There is not a significant difference. You may notice a slight nutty flavor with a mild graininess, but it is very subtle. My children are picky eaters but they also cannot tell the difference, so it’s a win-win situation.

Is multigrain flour beneficial for losing weight?

One can rely on multigrain atta for weight loss, as it is packed with whole grains and beneficial properties. The addition of ragi aids in weight loss. When combined with a well-balanced diet and regular exercise, multigrain atta can be effective in promoting weight loss. It is also a healthier option for those with diabetes.

What is the proportion of wheat to multigrains in Multigrain Atta?

I consistently utilize a ratio of 3:1, combining 3 portions of wheat with 1 portion of multigrains.

Is it possible to use Multigrain instead of wheat flour for baking and making bread?

You can make modifications to the amount of ingredients and water used to achieve the desired result.

Does Multigrain flour contain gluten?

This product is gluten-free and maintains the taste and texture of regular flour without sacrificing quality.

Please feel free to contact me at [email protected] if you have any further inquiries about Multigrain Atta. Also, be sure to follow me on Instagram, Facebook, Pinterest, Youtube, and Twitter for more updates.

Have you tried making this Multigrain Atta Recipe? Please share your thoughts on how it turned out. You can also tag us on Instagram @sharmispassions and use the hashtag #sharmispassions.

📖 Recipe Card


Homemade flour for chapatis made from a variety of grains.

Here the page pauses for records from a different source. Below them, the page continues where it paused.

//! # Chunk Generation Task
//!
//! The message a chunk manager sends to a worker, and what comes back. Both sides
//! serialize with the camelCase field names of the worker message format, so a
//! request can cross any message boundary as JSON. The shared noise context is
//! not part of the message; a request that arrives without one builds it from
//! its seed on the worker.

use std::sync::Arc;

use serde::{Deserialize, Serialize};

use crate::{
    engine_state::{
        rendering::mesh::Mesh,
        task_management::task::Task,
        voxels::chunk::{
            generator::{generate_chunk, ChunkParameters, GeneratedChunk, GenerationContext},
            ChunkCoordinate,
        },
    },
    error::EngineResult,
};

/// Request to generate one chunk.
#[derive(Debug, Clone, Serialize, Deserialize)]
#[serde(rename_all = "camelCase")]
pub struct ChunkRequest {
    /// Grid position of the chunk.
    pub chunk: ChunkCoordinate,
    /// Size, speeds, thresholds and biome tables.
    #[serde(flatten)]
    pub parameters: ChunkParameters,
    /// Index of the requesting chunk manager.
    pub chunk_manager_index: usize,
    /// Noise fields built from `parameters.seed`, shared by the manager.
    #[serde(skip)]
    pub context: Option<Arc<GenerationContext>>,
}

impl ChunkRequest {
    /// The request's context, or a new one if it has none or it was built from
    /// another seed.
    fn resolve_context(&self) -> EngineResult<Arc<GenerationContext>> {
        match &self.context {
            Some(context) if context.seed() == self.parameters.seed => Ok(context.clone()),
            _ => Ok(Arc::new(GenerationContext::new(self.parameters.seed)?)),
        }
    }
}

/// A finished request, successful or not.
#[derive(Debug)]
pub struct ChunkOutcome {
    pub request: ChunkRequest,
    pub result: EngineResult<GeneratedChunk>,
}

impl ChunkOutcome {
    /// The wire form of a successful outcome.
    pub fn into_response(self) -> EngineResult<ChunkResponse> {
        let generated = self.result?;
        Ok(ChunkResponse {
            request: self.request,
            mesh: generated.mesh,
            translation_x: generated.translation_x,
            translation_z: generated.translation_z,
        })
    }
}

impl Task for ChunkRequest {
    type Output = ChunkOutcome;

    fn process(self) -> ChunkOutcome {
        let result = self
            .resolve_context()
            .and_then(|context| generate_chunk(self.chunk, &self.parameters, &context));
        ChunkOutcome {
            request: self,
            result,
        }
    }
}

/// Worker response: the request fields followed by the generated mesh.
#[derive(Debug, Clone, Serialize, Deserialize)]
#[serde(rename_all = "camelCase")]
pub struct ChunkResponse {
    #[serde(flatten)]
    pub request: ChunkRequest,
    pub mesh: Mesh,
    pub translation_x: f32,
    pub translation_z: f32,
}

impl From<ChunkResponse> for ChunkOutcome {
    fn from(response: ChunkResponse) -> Self {
        ChunkOutcome {
            request: response.request,
            result: Ok(GeneratedChunk {
                mesh: response.mesh,
                translation_x: response.translation_x,
                translation_z: response.translation_z,
            }),
        }
    }
}

#[cfg(test)]
mod tests {
    use serde_json::Value;

    use super::*;
    use crate::engine_state::voxels::biome::BiomeTable;

    fn request(context: Option<Arc<GenerationContext>>) -> ChunkRequest {
        ChunkRequest {
            chunk: ChunkCoordinate::new(1, -2),
            parameters: ChunkParameters {
                width: 4,
                depth: 4,
                half_height: 16.0,
                seed: 7,
                tree_speed: 0.75,
                biome_speed: 0.005,
                terrain_speed: 0.01,
                tree_threshold: 0.998,
                biome_table: BiomeTable::default(),
            },
            chunk_manager_index: 3,
            context,
        }
    }

    #[test]
    fn request_uses_worker_field_names() {
        let json = serde_json::to_value(request(None)).unwrap();
        assert_eq!(json["chunk"], serde_json::json!([1, -2]));
        assert_eq!(json["halfHeight"], Value::from(16.0));
        assert_eq!(json["chunkManagerIndex"], Value::from(3));
        assert_eq!(json["treeBiomes"], serde_json::json!(["default", "forest"]));
        assert!(json["biomesConfiguration"].is_array());
        assert!(json["biomes"]["snowy"]["topIndex"].is_number());
        assert!(json.get("context").is_none());
    }

    #[test]
    fn missing_context_is_built_on_the_worker() {
        let shared = Arc::new(GenerationContext::new(7).unwrap());
        let with_context = request(Some(shared)).process();
        let without_context = request(None).process();
        assert_eq!(with_context.result.unwrap(), without_context.result.unwrap());
    }

    #[test]
    fn response_flattens_the_request() {
        let response = request(None).process().into_response().unwrap();
        let json = serde_json::to_string(&response).unwrap();
        let value: Value = serde_json::from_str(&json).unwrap();
        assert_eq!(value["translationX"], Value::from(2.0));
        assert_eq!(value["chunkManagerIndex"], Value::from(3));

        let back: ChunkResponse = serde_json::from_str(&json).unwrap();
        assert_eq!(back.request.chunk, ChunkCoordinate::new(1, -2));
        assert_eq!(back.mesh, response.mesh);
    }
}
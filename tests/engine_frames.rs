//! Whole frames on the headless backend, with shaders and atlas loaded from `assets/`.

use std::time::Duration;

use voxel_world::{
    config::EngineConfig,
    engine_state::{rendering::HeadlessContext, EngineState},
};

fn config(velocity: [f32; 3]) -> EngineConfig {
    let json = format!(
        r#"{{
            "workers": 2,
            "skyColor": [0.1, 0.2, 0.3, 1.0],
            "player": {{ "velocity": [{}, {}, {}] }},
            "chunkManagers": [
                {{ "width": 8, "depth": 8, "height": 32, "radius": 2, "seed": 9 }}
            ]
        }}"#,
        velocity[0], velocity[1], velocity[2]
    );
    EngineConfig::from_json(&json).unwrap()
}

/// Ticks until a frame draws `expected` chunks with nothing pending.
fn run_until_drawn(engine: &mut EngineState<HeadlessContext>, expected: usize) {
    let deadline = web_time::Instant::now() + Duration::from_secs(120);
    loop {
        let report = engine.tick(Duration::from_millis(16)).unwrap();
        if report.render.frame.drawn == expected && engine.chunks.is_idle() {
            return;
        }
        assert!(web_time::Instant::now() < deadline, "frames never settled");
        std::thread::sleep(Duration::from_millis(2));
    }
}

#[test]
fn standing_player_sees_the_whole_window() {
    let config = config([0.0, 0.0, 0.0]);
    let mut engine = EngineState::new(&config, HeadlessContext::new()).unwrap();
    run_until_drawn(&mut engine, 9);

    let context = engine.rendering.pipeline().context();
    assert_eq!(context.clear_color(), [0.1, 0.2, 0.3, 1.0]);
    assert_eq!(context.mesh_count(), 9);
    assert_eq!(context.frame_uniforms().unwrap().light_count[0], 1);
    assert!(context.last_frame().iter().all(|draw| draw.textures.len() == 1));
    assert_eq!(engine.scene.len(), 10);
}

#[test]
fn walking_player_releases_left_behind_chunks() {
    let config = config([0.0, 0.0, 0.0]);
    let mut engine = EngineState::new(&config, HeadlessContext::new()).unwrap();
    run_until_drawn(&mut engine, 9);

    // Two chunk widths along +z
    engine.player.velocity = cgmath::Vector3::new(0.0, 0.0, 16.0 / 0.016);
    engine.tick(Duration::from_millis(16)).unwrap();
    engine.player.velocity = cgmath::Vector3::new(0.0, 0.0, 0.0);
    run_until_drawn(&mut engine, 9);

    let stats = engine.rendering.pipeline().context().stats();
    assert_eq!(stats.meshes_destroyed, 6);
    assert_eq!(stats.textures_destroyed, 0);
    assert_eq!(engine.rendering.pipeline().context().mesh_count(), 9);
    let center = engine.chunks.managers()[0].center(&engine.scene).unwrap();
    assert_eq!((center.x, center.z), (0, 2));
}

#[test]
fn resize_reaches_the_surface_and_the_projection() {
    let config = config([0.0, 0.0, 0.0]);
    let mut engine = EngineState::new(&config, HeadlessContext::new()).unwrap();

    engine.resize(800, 400);
    assert_eq!(engine.rendering.pipeline().context().size(), (800, 400));
    assert_eq!(engine.camera.projection.aspect(), 2.0);

    // Minimised windows report a zero size
    engine.resize(0, 0);
    assert_eq!(engine.rendering.pipeline().context().size(), (800, 400));
    assert_eq!(engine.camera.projection.aspect(), 2.0);
    engine.tick(Duration::from_millis(16)).unwrap();
}
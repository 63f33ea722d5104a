//! Forward rendering over a `GpuContext`.
//!
//! The pipeline owns the backend and the resource registry. Per frame the
//! rendering system calls `cleanup`, `prepare`, `render` and `present` in that
//! order. Uploads are lazy: a mesh reaches the GPU on its first draw, and a draw
//! whose program or textures are not ready yet is skipped for the frame.

use std::collections::{BTreeSet, HashSet};

use cgmath::{Matrix4, Point3, SquareMatrix};
use log::{trace, warn};

use super::{
    assets::AssetState,
    context::{DrawCall, GpuContext},
    registry::{CleanupReport, ResourceRegistry},
    texture::TextureId,
    uniforms::{DirectionalLight, FrameUniforms},
};
use crate::{
    engine_state::scene::{Entity, EntityId, MaterialComponent, Scene},
    error::EngineResult,
};

/// Camera data the pipeline needs for one frame.
#[derive(Debug, Clone, Copy, PartialEq)]
pub struct CameraView {
    /// Projection times view, in wgpu clip space.
    pub view_proj: Matrix4<f32>,
    /// Eye position in world space.
    pub position: Point3<f32>,
}

/// Draw counts of one frame.
#[derive(Debug, Clone, Copy, Default, PartialEq, Eq)]
pub struct FrameStats {
    /// Draws issued.
    pub drawn: usize,
    /// Members with a mesh that were not drawn because something was not ready
    /// or no material applied.
    pub skipped: usize,
}

/// Forward renderer with reference counted resources.
#[derive(Debug)]
pub struct ForwardPipeline<C: GpuContext> {
    context: C,
    registry: ResourceRegistry,
    sky_color: [f32; 4],
    failed_textures: HashSet<TextureId>,
}

impl<C: GpuContext> ForwardPipeline<C> {
    /// Creates a pipeline drawing through `context`, clearing to `sky_color`.
    pub fn new(context: C, sky_color: [f32; 4]) -> Self {
        Self {
            context,
            registry: ResourceRegistry::new(),
            sky_color,
            failed_textures: HashSet::new(),
        }
    }

    pub fn context(&self) -> &C {
        &self.context
    }

    pub fn context_mut(&mut self) -> &mut C {
        &mut self.context
    }

    pub fn registry(&self) -> &ResourceRegistry {
        &self.registry
    }

    pub fn sky_color(&self) -> [f32; 4] {
        self.sky_color
    }

    /// Textures whose image failed to load. Their draws are skipped every frame.
    pub fn failed_textures(&self) -> &HashSet<TextureId> {
        &self.failed_textures
    }

    /// Tracks the resources of a new renderable entity.
    pub fn register(&mut self, entity: &Entity) {
        self.registry.register(entity);
    }

    /// Releases the resources of a removed renderable entity.
    pub fn unregister(&mut self, entity: &Entity) {
        self.registry.unregister(entity);
    }

    /// Destroys resources nobody owns any more.
    pub fn cleanup(&mut self) -> CleanupReport {
        self.registry.cleanup(&mut self.context)
    }

    /// Starts the frame by clearing to the sky color.
    pub fn prepare(&mut self) {
        self.context.begin_frame(self.sky_color);
    }

    /// Draws every renderable family.
    ///
    /// A family is a renderable entity without a renderable ancestor, plus all of
    /// its descendants. Members inherit the material of their nearest ancestor
    /// that has one (their own first).
    ///
    /// # Arguments
    /// * `camera` - View and eye position
    /// * `lights` - Directional lights of the frame
    /// * `scene` - Entity store
    /// * `renderables` - Entities with a mesh or a material
    ///
    /// # Returns
    /// Draw counts, or the first shader compile or program link failure.
    pub fn render(
        &mut self,
        camera: &CameraView,
        lights: &[DirectionalLight],
        scene: &Scene,
        renderables: &BTreeSet<EntityId>,
    ) -> EngineResult<FrameStats> {
        let frame = FrameUniforms::new(camera.view_proj, camera.position, self.sky_color, lights);
        self.context.set_frame(&frame);

        let mut stats = FrameStats::default();
        for &root in renderables {
            if has_renderable_ancestor(scene, root, renderables) {
                continue;
            }
            let Some(entity) = scene.get(root) else {
                continue;
            };
            let parent_world = entity
                .parent()
                .and_then(|parent| scene.world_transform(parent))
                .unwrap_or_else(Matrix4::identity);
            self.render_family(scene, entity, parent_world, &mut stats)?;
        }
        Ok(stats)
    }

    /// Submits the frame.
    pub fn present(&mut self) -> EngineResult<()> {
        self.context.end_frame()
    }

    fn render_family(
        &mut self,
        scene: &Scene,
        root: &Entity,
        parent_world: Matrix4<f32>,
        stats: &mut FrameStats,
    ) -> EngineResult<()> {
        // (entity, parent world, material stack depth on entry)
        let mut stack = vec![(root, parent_world, 0usize)];
        let mut materials: Vec<&MaterialComponent> = Vec::new();

        while let Some((entity, parent_world, depth)) = stack.pop() {
            materials.truncate(depth);
            if let Some(material) = entity.material() {
                materials.push(material);
            }
            let world = parent_world * *entity.transform();

            if let Some(mesh) = entity.mesh() {
                match materials.last() {
                    Some(material) => {
                        let call = DrawCall {
                            entity: entity.id(),
                            mesh,
                            program: &material.program,
                            material: &material.material,
                            world,
                        };
                        if self.draw(&call)? {
                            stats.drawn += 1;
                        } else {
                            stats.skipped += 1;
                        }
                    }
                    None => stats.skipped += 1,
                }
            }

            let depth = materials.len();
            for child in entity.children().iter().rev() {
                if let Some(child) = scene.get(*child) {
                    stack.push((child, world, depth));
                }
            }
        }
        Ok(())
    }

    fn draw(&mut self, call: &DrawCall<'_>) -> EngineResult<bool> {
        if !self.context.prepare_program(call.program)? {
            trace!("Skipping {}: program {} not ready", call.entity, call.program.id());
            return Ok(false);
        }
        for texture in call.material.textures() {
            if texture.state() == AssetState::Failed
                && self.failed_textures.insert(texture.id().clone())
            {
                warn!(
                    "Texture {} failed to load: {}",
                    texture.id(),
                    texture.load_error().unwrap_or("unknown error")
                );
            }
            if !self.context.prepare_texture(texture) {
                trace!("Skipping {}: texture {} not ready", call.entity, texture.id());
                return Ok(false);
            }
        }
        self.context.prepare_mesh(call.mesh)?;
        self.context.draw(call)?;
        Ok(true)
    }
}

fn has_renderable_ancestor(scene: &Scene, id: EntityId, renderables: &BTreeSet<EntityId>) -> bool {
    let mut current = scene.get(id).and_then(Entity::parent);
    while let Some(parent) = current {
        if renderables.contains(&parent) {
            return true;
        }
        current = scene.get(parent).and_then(Entity::parent);
    }
    false
}
//! # Chain Client Port
//!
//! Outbound port to the ledger node. Implementations must fail explicitly
//! (timeout, connection error) rather than hang.

use std::collections::{BTreeMap, HashMap, HashSet};

use async_trait::async_trait;
use parking_lot::RwLock;

use crate::entities::{AssetBalance, BlockHeader, Transaction};
use crate::errors::ChainClientError;

/// Ledger node RPC - outbound port.
#[async_trait]
pub trait ChainClient: Send + Sync {
    /// Current chain height reported by the node.
    async fn get_height(&self) -> Result<u64, ChainClientError>;

    /// Block header at `height`.
    async fn get_block_by_height(&self, height: u64) -> Result<BlockHeader, ChainClientError>;

    /// All transactions of block `block_id`.
    async fn get_transactions_by_block(
        &self,
        block_id: &str,
    ) -> Result<Vec<Transaction>, ChainClientError>;

    /// One transaction with its full asset payload.
    async fn get_transaction(&self, id: &str) -> Result<Transaction, ChainClientError>;

    /// Base currency balance of `address`, smallest unit.
    async fn get_balance(&self, address: &str) -> Result<u64, ChainClientError>;

    /// Asset balance of `address` in `currency`.
    async fn get_asset_balance(
        &self,
        address: &str,
        currency: &str,
    ) -> Result<AssetBalance, ChainClientError>;

    /// Broadcast a signed transaction (JSON), trying up to `retries` times.
    async fn broadcast(&self, signed_tx_json: &str, retries: u32) -> Result<(), ChainClientError>;
}

// =============================================================================
// Mock Implementation for Testing
// =============================================================================

#[derive(Default)]
struct MockChainState {
    blocks: BTreeMap<u64, BlockHeader>,
    block_txs: HashMap<String, Vec<Transaction>>,
    details: HashMap<String, Transaction>,
    balances: HashMap<String, u64>,
    asset_balances: HashMap<(String, String), AssetBalance>,
    failing_heights: HashSet<u64>,
    failing_blocks: HashSet<String>,
    failing_details: HashSet<String>,
    height_unavailable: bool,
    broadcasts: Vec<String>,
}

/// In-memory node for tests.
///
/// `get_height` reports the highest stored block. Failure toggles make
/// individual heights, block transaction lists or transaction details
/// unreachable.
#[derive(Default)]
pub struct MockChainClient {
    state: RwLock<MockChainState>,
}

impl MockChainClient {
    /// Empty node.
    pub fn new() -> Self {
        Self::default()
    }

    /// Node holding a linked chain of `count` blocks starting at height 1,
    /// with ids `block-{height}`.
    pub fn with_linked_chain(count: u64) -> Self {
        let client = Self::new();
        for height in 1..=count {
            client.put_block(linked_header(height, "block"));
        }
        client
    }

    /// Insert or replace a block.
    pub fn put_block(&self, header: BlockHeader) {
        self.state.write().blocks.insert(header.height, header);
    }

    /// Remove every block above `height`.
    pub fn truncate_above(&self, height: u64) {
        self.state.write().blocks.retain(|h, _| *h <= height);
    }

    /// Set the transactions of a block.
    pub fn put_block_transactions(&self, block_id: &str, txs: Vec<Transaction>) {
        self.state.write().block_txs.insert(block_id.to_string(), txs);
    }

    /// Set the detail view returned by `get_transaction`.
    pub fn put_transaction_detail(&self, tx: Transaction) {
        self.state.write().details.insert(tx.id.clone(), tx);
    }

    /// Set a base currency balance.
    pub fn set_balance(&self, address: &str, balance: u64) {
        self.state.write().balances.insert(address.to_string(), balance);
    }

    /// Set an asset balance.
    pub fn set_asset_balance(&self, address: &str, balance: AssetBalance) {
        self.state
            .write()
            .asset_balances
            .insert((address.to_string(), balance.currency.clone()), balance);
    }

    /// Make `get_block_by_height(height)` fail.
    pub fn fail_height(&self, height: u64) {
        self.state.write().failing_heights.insert(height);
    }

    /// Make `get_transactions_by_block(block_id)` fail.
    pub fn fail_block_transactions(&self, block_id: &str) {
        self.state.write().failing_blocks.insert(block_id.to_string());
    }

    /// Make `get_transaction(id)` fail.
    pub fn fail_transaction_detail(&self, id: &str) {
        self.state.write().failing_details.insert(id.to_string());
    }

    /// Make `get_height` fail.
    pub fn set_height_unavailable(&self, unavailable: bool) {
        self.state.write().height_unavailable = unavailable;
    }

    /// Clear every failure toggle.
    pub fn clear_failures(&self) {
        let mut state = self.state.write();
        state.failing_heights.clear();
        state.failing_blocks.clear();
        state.failing_details.clear();
        state.height_unavailable = false;
    }

    /// Payloads passed to `broadcast`.
    pub fn broadcasts(&self) -> Vec<String> {
        self.state.read().broadcasts.clone()
    }
}

/// Header at `height` linked to `{prefix}-{height - 1}`.
pub fn linked_header(height: u64, prefix: &str) -> BlockHeader {
    BlockHeader {
        id: format!("{}-{}", prefix, height),
        version: 0,
        timestamp: height as i64 * 10,
        height,
        previous_id: (height > 1).then(|| format!("{}-{}", prefix, height - 1)),
        number_of_transactions: 0,
    }
}

#[async_trait]
impl ChainClient for MockChainClient {
    async fn get_height(&self) -> Result<u64, ChainClientError> {
        let state = self.state.read();
        if state.height_unavailable {
            return Err(ChainClientError::Connection("Mock failure".to_string()));
        }
        Ok(state.blocks.keys().next_back().copied().unwrap_or(0))
    }

    async fn get_block_by_height(&self, height: u64) -> Result<BlockHeader, ChainClientError> {
        let state = self.state.read();
        if state.failing_heights.contains(&height) {
            return Err(ChainClientError::Connection("Mock failure".to_string()));
        }
        state
            .blocks
            .get(&height)
            .cloned()
            .ok_or_else(|| ChainClientError::NotFound(format!("block at height {}", height)))
    }

    async fn get_transactions_by_block(
        &self,
        block_id: &str,
    ) -> Result<Vec<Transaction>, ChainClientError> {
        let state = self.state.read();
        if state.failing_blocks.contains(block_id) {
            return Err(ChainClientError::Connection("Mock failure".to_string()));
        }
        Ok(state.block_txs.get(block_id).cloned().unwrap_or_default())
    }

    async fn get_transaction(&self, id: &str) -> Result<Transaction, ChainClientError> {
        let state = self.state.read();
        if state.failing_details.contains(id) {
            return Err(ChainClientError::Connection("Mock failure".to_string()));
        }
        if let Some(tx) = state.details.get(id) {
            return Ok(tx.clone());
        }
        state
            .block_txs
            .values()
            .flatten()
            .find(|tx| tx.id == id)
            .cloned()
            .ok_or_else(|| ChainClientError::NotFound(format!("transaction {}", id)))
    }

    async fn get_balance(&self, address: &str) -> Result<u64, ChainClientError> {
        Ok(self.state.read().balances.get(address).copied().unwrap_or(0))
    }

    async fn get_asset_balance(
        &self,
        address: &str,
        currency: &str,
    ) -> Result<AssetBalance, ChainClientError> {
        self.state
            .read()
            .asset_balances
            .get(&(address.to_string(), currency.to_string()))
            .cloned()
            .ok_or_else(|| ChainClientError::NotFound(format!("{} balance of {}", currency, address)))
    }

    async fn broadcast(&self, signed_tx_json: &str, _retries: u32) -> Result<(), ChainClientError> {
        self.state.write().broadcasts.push(signed_tx_json.to_string());
        Ok(())
    }
}
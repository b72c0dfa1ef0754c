//! # Ports Layer
//!
//! - `inbound`: capabilities supplied by the wallet layer (address resolution)
//! - `outbound`: where results go (observers, unscan sink)

pub mod inbound;
pub mod outbound;

pub use inbound::{AddressBook, AddressResolver};
pub use outbound::{BlockScanObserver, MemoryUnscanSink, RecordingObserver, UnscanSink};
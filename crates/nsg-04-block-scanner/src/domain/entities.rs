//! # Scanner Entities

use nsg_types::ChainClientError;
use serde::{Deserialize, Serialize};

/// Number of heights the cursor steps back past a fork point.
pub const FORK_REWIND_DEPTH: u64 = 2;

/// Lowest height the cursor is rewound to.
pub const MIN_REWIND_HEIGHT: u64 = 1;

/// Where the scan loop currently is.
#[derive(Clone, Copy, Debug, Default, PartialEq, Eq, Serialize, Deserialize)]
pub enum ScanState {
    /// Waiting for the next pass.
    #[default]
    Idle,
    /// Deriving the first cursor from the remote head.
    Seeding,
    /// Comparing heights and fetching the next block.
    Scanning,
    /// Rewinding after a hash mismatch.
    ForkDetected,
    /// Running the extraction pipeline on a block.
    Extracting,
    /// Rescanning heights with unscan records.
    Rescanning,
    /// The loop has been shut down.
    Stopped,
}

/// Height the cursor rewinds to when the block at `height` does not link.
pub fn fork_rewind_height(height: u64) -> u64 {
    height.saturating_sub(FORK_REWIND_DEPTH).max(MIN_REWIND_HEIGHT)
}

/// Outcome of one `scan_block_task` pass.
#[derive(Clone, Debug, Default)]
pub struct ScanReport {
    /// Blocks extracted and persisted.
    pub blocks_scanned: u64,
    /// Forks recovered from.
    pub forks: u64,
    /// Blocks whose pipeline reported failures.
    pub blocks_with_failures: u64,
    /// Cursor height when the pass ended.
    pub final_height: u64,
    /// The pass reached the remote head.
    pub caught_up: bool,
    /// The running flag was cleared mid-pass.
    pub stopped: bool,
    /// Node error that ended the pass early.
    pub fetch_error: Option<ChainClientError>,
    /// Heights fully recovered by the rescan.
    pub rescanned: Vec<u64>,
}
//! # Fixed-Point Amounts
//!
//! The node reports every amount as an integer in the smallest unit. Wallet
//! records carry decimal strings: the integer shifted right by the currency's
//! decimal exponent, trailing zeros trimmed.
//!
//! | Raw | Decimals | Rendered |
//! |-----|----------|----------|
//! | `500000` | 8 | `0.005` |
//! | `100000000` | 8 | `1` |
//! | `1234` | 2 | `12.34` |
//! | `0` | 8 | `0` |

use crate::errors::AmountError;

/// Render an integer amount with `decimals` fractional digits.
pub fn format_units(value: u128, decimals: u32) -> String {
    shift_digits(&value.to_string(), decimals)
}

/// Render an integer amount given as a string (asset amounts and balances
/// arrive this way) with `decimals` fractional digits.
pub fn scale_raw_amount(raw: &str, decimals: u32) -> Result<String, AmountError> {
    let raw = raw.trim();
    if raw.is_empty() {
        return Err(AmountError::Empty);
    }
    if !raw.bytes().all(|b| b.is_ascii_digit()) {
        return Err(AmountError::NotAnInteger(raw.to_string()));
    }

    let digits = raw.trim_start_matches('0');
    let digits = if digits.is_empty() { "0" } else { digits };
    Ok(shift_digits(digits, decimals))
}

fn shift_digits(digits: &str, decimals: u32) -> String {
    let decimals = decimals as usize;
    if decimals == 0 {
        return digits.to_string();
    }

    let padded = if digits.len() <= decimals {
        format!("{}{}", "0".repeat(decimals + 1 - digits.len()), digits)
    } else {
        digits.to_string()
    };

    let (whole, frac) = padded.split_at(padded.len() - decimals);
    let frac = frac.trim_end_matches('0');
    if frac.is_empty() {
        whole.to_string()
    } else {
        format!("{}.{}", whole, frac)
    }
}
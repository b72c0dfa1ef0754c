//! # Inbound Ports
//!
//! Address resolution supplied by the wallet layer.

use std::collections::HashMap;

/// Maps an address to the account key that subscribes to it.
///
/// Treated as a pure lookup.
pub trait AddressResolver: Send + Sync {
    /// Account key owning `address`, if any.
    fn resolve(&self, address: &str) -> Option<String>;
}

impl<F> AddressResolver for F
where
    F: Fn(&str) -> Option<String> + Send + Sync,
{
    fn resolve(&self, address: &str) -> Option<String> {
        self(address)
    }
}

/// Fixed address → account key table.
#[derive(Clone, Debug, Default)]
pub struct AddressBook {
    entries: HashMap<String, String>,
}

impl AddressBook {
    /// Empty book.
    pub fn new() -> Self {
        Self::default()
    }

    /// Book from `(address, account key)` pairs.
    pub fn from_pairs<'a>(pairs: impl IntoIterator<Item = (&'a str, &'a str)>) -> Self {
        Self {
            entries: pairs
                .into_iter()
                .map(|(address, key)| (address.to_string(), key.to_string()))
                .collect(),
        }
    }

    /// Subscribe `address` under `account_key`.
    pub fn insert(&mut self, address: impl Into<String>, account_key: impl Into<String>) {
        self.entries.insert(address.into(), account_key.into());
    }

    /// Number of watched addresses.
    pub fn len(&self) -> usize {
        self.entries.len()
    }

    /// Whether nothing is watched.
    pub fn is_empty(&self) -> bool {
        self.entries.is_empty()
    }
}

impl AddressResolver for AddressBook {
    fn resolve(&self, address: &str) -> Option<String> {
        self.entries.get(address).cloned()
    }
}

#[cfg(test)]
mod tests {
    use super::*;

    #[test]
    fn test_address_book() {
        let mut book = AddressBook::from_pairs([("NA", "a")]);
        book.insert("NB", "b");
        assert_eq!(book.resolve("NA").as_deref(), Some("a"));
        assert_eq!(book.resolve("NB").as_deref(), Some("b"));
        assert_eq!(book.resolve("NC"), None);
        assert_eq!(book.len(), 2);
    }
}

Multigrain flour is created by blending various grains including wheat, ragi, oats, maize (corn), chana dal, and soya.

Course howtos
Cuisine Indian

recipes for powder, recipes using wheat flour, recipes using whole wheat

Prep Time 2 days 15 minutes
Total Time 2 days 15 minutes
Servings 1.5 kgs
Calories 693kcal
Author Sharmilee J


  • 1 kg whole wheat punjab wheat
  • 50 gms oats
  • 50 gms maize
  • 50 gms chana dal
  • 25 gms fingermillet
  • 25 gms soya bean

For cup measurements, the ratio is 3 parts wheat to 1 part multigrains.


    • Wash all the grains well and let it dry in sun for at least for 2 days till it is completely dry and crisp. Then give it for grinding, I gave it to the flour mill.

    • Let it cool for a period of time. Sieving is an optional process. Sieve once and remove the larger pieces that remain. Once sieved, store in a container with an airtight seal.
    • Put Multigrain Atta in a tightly sealed and clean jar for storage.


    • Ensure that the multigrains are completely dry before grinding them.

    • Avoid adding excessive amounts of ragi and soya beyond the recommended quantity, as this may result in a raw taste and also alter the color of the ragi.

    • You have the option to include barley and other grains based on your preference, but be sure to pay attention to the amount used.


    Serving: 250g | Calories: 693kcal | Carbohydrates: 146g | Protein: 29g | Fat: 4g | Saturated Fat: 1g | Polyunsaturated Fat: 1g | Monounsaturated Fat: 1g | Sodium: 25mg | Potassium: 449mg | Fiber: 4g | Sugar: 1g | Vitamin A: 1IU | Vitamin C: 0.1mg | Calcium: 117mg | Iron: 7mg

    Rewording: Learn how to create Multigrain Atta, also known as Multigrain Chapati Flour, on Sharmis Passions.